Outstanding Effect Shots, part 7 of 24

Welcome to the Single-Minded Movie Blog advent calendar. Between the 1st and the 24th of December every day will bring you a short post about a classic or not so classic shot from the golden era of visual effects.

The train and the diary
- from Bram Stoker's Dracula (1992)

The brilliance of the effect-work done for Francis Ford Coppola's interpretation of the Dracula story can't be overstated. Rather than go with modern effects, Coppola wanted to embrace the old school techniques, because he felt it would suit this turn of the century story better. His stylized vision lent itself to some very impressive images, such as this shot, from a sequence where the young Jonathan Harker is on his way to meet Count Dracula by train.

A 24th scale model train was used for train shots, and complicated multiplane miniatures were used for background views when we're inside the train. The orange sky was a large painted backdrop.

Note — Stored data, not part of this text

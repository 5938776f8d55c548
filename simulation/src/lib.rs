//! # Meshfault
//!
//! Models a small mesh network whose links fail at random, then recomputes
//! hop-count shortest paths over whatever survived.
//!
//! ## Overview
//!
//! A run has two stages:
//!
//! 1. **Failure injection**: every direction of every link is dropped with
//!    a given probability. A node that loses all of its own links gets one
//!    back, and every kept direction is mirrored, so the degraded mesh is
//!    symmetric and has no isolated nodes.
//! 2. **Rerouting**: a Dijkstra-style search with unit link weights finds
//!    the fewest-hop path from the start node to every other node.
//!
//! ## Architecture
//!
//! - **Topology** (`topology.rs`): Sample mesh, regular builders, JSON files
//! - **Failure** (`failure.rs`): Probabilistic link failure injection
//! - **Simulation** (`simulation.rs`): Orchestrates one failure pass + one query
//! - **Scenarios** (`scenarios.rs`): Pre-built demonstrations
//!
//! ## Example
//!
//! ```rust,ignore
//! use meshfault_simulation::*;
//!
//! let sim = Simulation::new(sample_mesh(), SimConfig::default().with_probability(0.3));
//! let outcome = sim.run(&"A".parse()?, &"N".parse()?)?;
//! println!("{}", outcome.render()); // "Shortest path: ..." or "No path found."
//! ```

pub mod error;
pub mod failure;
pub mod scenarios;
pub mod simulation;
pub mod topology;

#[cfg(test)]
mod integration_scenarios;

// Re-export main types
pub use error::{SimulationError, SimulationResult};

pub use failure::{FailureSimulator, simulate};

pub use simulation::{NO_PATH_FOUND, RunOutcome, SimConfig, Simulation, parse_probability};

pub use topology::{MeshBuilder, TopologyFile, from_adjacency_labels, from_edges, sample_mesh};

// Re-export core types for integration
pub use meshfault_core::{NodeId, PerturbedTopology, RandomSource, RngSource, ScriptedSource, Topology};
pub use meshfault_routing::{DistanceTable, PathStatus, shortest_paths};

Along the way Jonathan writes in his diary, and at some point we get this magical image of the diary in the foreground, while the train moves across the top portion of the frame. Two images tied together is no big deal, but the real trick is the fact that the smoke from the train casts long shadows across the pages of the diary.

This shot is the very definition of literal interpretation: The diary looks gigantic next to the train, so why not make a gigantic diary? And that's exactly what they did.

To match the size of the model train, an over-sized book several feet wide was constructed and placed next to the train model. This meant that the shadows across the book could be achieved simply by placing a light behind the model and light the smoke coming out of it. Simple, perfect, mesmerizing. The effect was created by Fantasy II Film Effects, headed by Gene Warren.

Bram Stoker's Dracula is a stunning film, full of amazing images. The very definition of movie magic.